## TASK BRIEF
Give again the lines of the data from its first line through the line with "pub const BUILTIN_SCALARS: &[&str]". Change nothing.

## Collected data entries
=-=-=

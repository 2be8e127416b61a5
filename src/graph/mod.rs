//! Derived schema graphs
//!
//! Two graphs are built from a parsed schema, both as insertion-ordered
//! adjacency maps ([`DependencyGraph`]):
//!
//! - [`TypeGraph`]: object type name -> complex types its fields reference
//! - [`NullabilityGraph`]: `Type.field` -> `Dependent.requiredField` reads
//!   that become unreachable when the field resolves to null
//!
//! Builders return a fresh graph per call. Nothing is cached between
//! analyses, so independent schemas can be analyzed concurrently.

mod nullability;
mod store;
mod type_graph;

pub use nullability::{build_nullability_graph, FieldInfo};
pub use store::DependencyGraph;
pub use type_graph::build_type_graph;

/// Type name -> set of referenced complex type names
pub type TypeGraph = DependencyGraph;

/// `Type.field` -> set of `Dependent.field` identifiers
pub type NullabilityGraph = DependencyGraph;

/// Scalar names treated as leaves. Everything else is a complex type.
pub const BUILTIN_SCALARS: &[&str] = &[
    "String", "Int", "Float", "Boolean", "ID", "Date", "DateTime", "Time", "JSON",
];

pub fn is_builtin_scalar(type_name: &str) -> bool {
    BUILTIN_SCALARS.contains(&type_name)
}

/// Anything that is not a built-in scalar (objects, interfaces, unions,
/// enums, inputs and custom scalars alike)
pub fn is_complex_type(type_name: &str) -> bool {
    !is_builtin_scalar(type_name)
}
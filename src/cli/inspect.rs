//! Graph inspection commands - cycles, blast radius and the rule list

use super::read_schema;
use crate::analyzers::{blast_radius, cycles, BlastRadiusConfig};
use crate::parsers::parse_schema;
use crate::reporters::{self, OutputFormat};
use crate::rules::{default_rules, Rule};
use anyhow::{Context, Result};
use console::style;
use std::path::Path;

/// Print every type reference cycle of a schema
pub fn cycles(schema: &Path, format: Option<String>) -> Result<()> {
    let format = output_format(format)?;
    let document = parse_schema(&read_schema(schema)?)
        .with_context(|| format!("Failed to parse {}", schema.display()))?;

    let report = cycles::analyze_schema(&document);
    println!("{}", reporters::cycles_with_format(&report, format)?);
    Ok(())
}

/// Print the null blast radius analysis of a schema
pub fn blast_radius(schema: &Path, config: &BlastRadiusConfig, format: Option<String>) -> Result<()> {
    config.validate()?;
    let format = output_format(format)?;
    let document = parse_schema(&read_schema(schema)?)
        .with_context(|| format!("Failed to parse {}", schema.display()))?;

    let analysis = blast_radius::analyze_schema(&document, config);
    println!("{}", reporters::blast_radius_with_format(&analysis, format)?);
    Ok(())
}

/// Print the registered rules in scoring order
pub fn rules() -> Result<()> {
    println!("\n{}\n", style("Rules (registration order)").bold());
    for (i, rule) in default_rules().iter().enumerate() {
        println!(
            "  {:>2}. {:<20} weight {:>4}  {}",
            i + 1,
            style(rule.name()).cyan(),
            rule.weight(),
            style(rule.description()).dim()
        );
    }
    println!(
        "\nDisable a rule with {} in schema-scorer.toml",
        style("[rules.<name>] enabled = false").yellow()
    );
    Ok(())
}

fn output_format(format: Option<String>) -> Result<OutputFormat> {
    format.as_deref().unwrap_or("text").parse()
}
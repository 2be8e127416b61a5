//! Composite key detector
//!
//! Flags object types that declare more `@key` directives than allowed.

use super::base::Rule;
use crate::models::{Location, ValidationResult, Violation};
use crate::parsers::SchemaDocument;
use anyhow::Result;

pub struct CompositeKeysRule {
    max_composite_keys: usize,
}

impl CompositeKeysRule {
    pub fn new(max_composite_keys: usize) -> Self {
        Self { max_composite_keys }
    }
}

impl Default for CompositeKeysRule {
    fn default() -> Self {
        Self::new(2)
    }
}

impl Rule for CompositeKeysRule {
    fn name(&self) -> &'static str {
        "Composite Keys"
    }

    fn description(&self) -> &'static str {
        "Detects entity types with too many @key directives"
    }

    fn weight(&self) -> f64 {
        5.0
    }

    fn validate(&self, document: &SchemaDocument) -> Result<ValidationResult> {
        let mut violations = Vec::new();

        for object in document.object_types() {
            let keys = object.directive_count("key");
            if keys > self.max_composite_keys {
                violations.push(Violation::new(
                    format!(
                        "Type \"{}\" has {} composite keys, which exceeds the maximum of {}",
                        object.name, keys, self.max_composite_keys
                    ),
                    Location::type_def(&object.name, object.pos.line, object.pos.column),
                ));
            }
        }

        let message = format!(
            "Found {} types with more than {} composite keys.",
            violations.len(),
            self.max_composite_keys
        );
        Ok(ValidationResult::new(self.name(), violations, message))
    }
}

=-=-=

## ANSWER FOR THE TASK
repository 2be8e127416b61a5
filename src/graph/mod.rs
//! Derived schema graphs
//!
//! Two graphs are built from a parsed schema, both as insertion-ordered
//! adjacency maps ([`DependencyGraph`]):
//!
//! - [`TypeGraph`]: object type name -> complex types its fields reference
//! - [`NullabilityGraph`]: `Type.field` -> `Dependent.requiredField` reads
//!   that become unreachable when the field resolves to null
//!
//! Builders return a fresh graph per call. Nothing is cached between
//! analyses, so independent schemas can be analyzed concurrently.

mod nullability;
mod store;
mod type_graph;

pub use nullability::{build_nullability_graph, FieldInfo};
pub use store::DependencyGraph;
pub use type_graph::build_type_graph;

/// Type name -> set of referenced complex type names
pub type TypeGraph = DependencyGraph;

/// `Type.field` -> set of `Dependent.field` identifiers
pub type NullabilityGraph = DependencyGraph;

/// Scalar names treated as leaves. Everything else is a complex type.
pub const BUILTIN_SCALARS: &[&str] = &[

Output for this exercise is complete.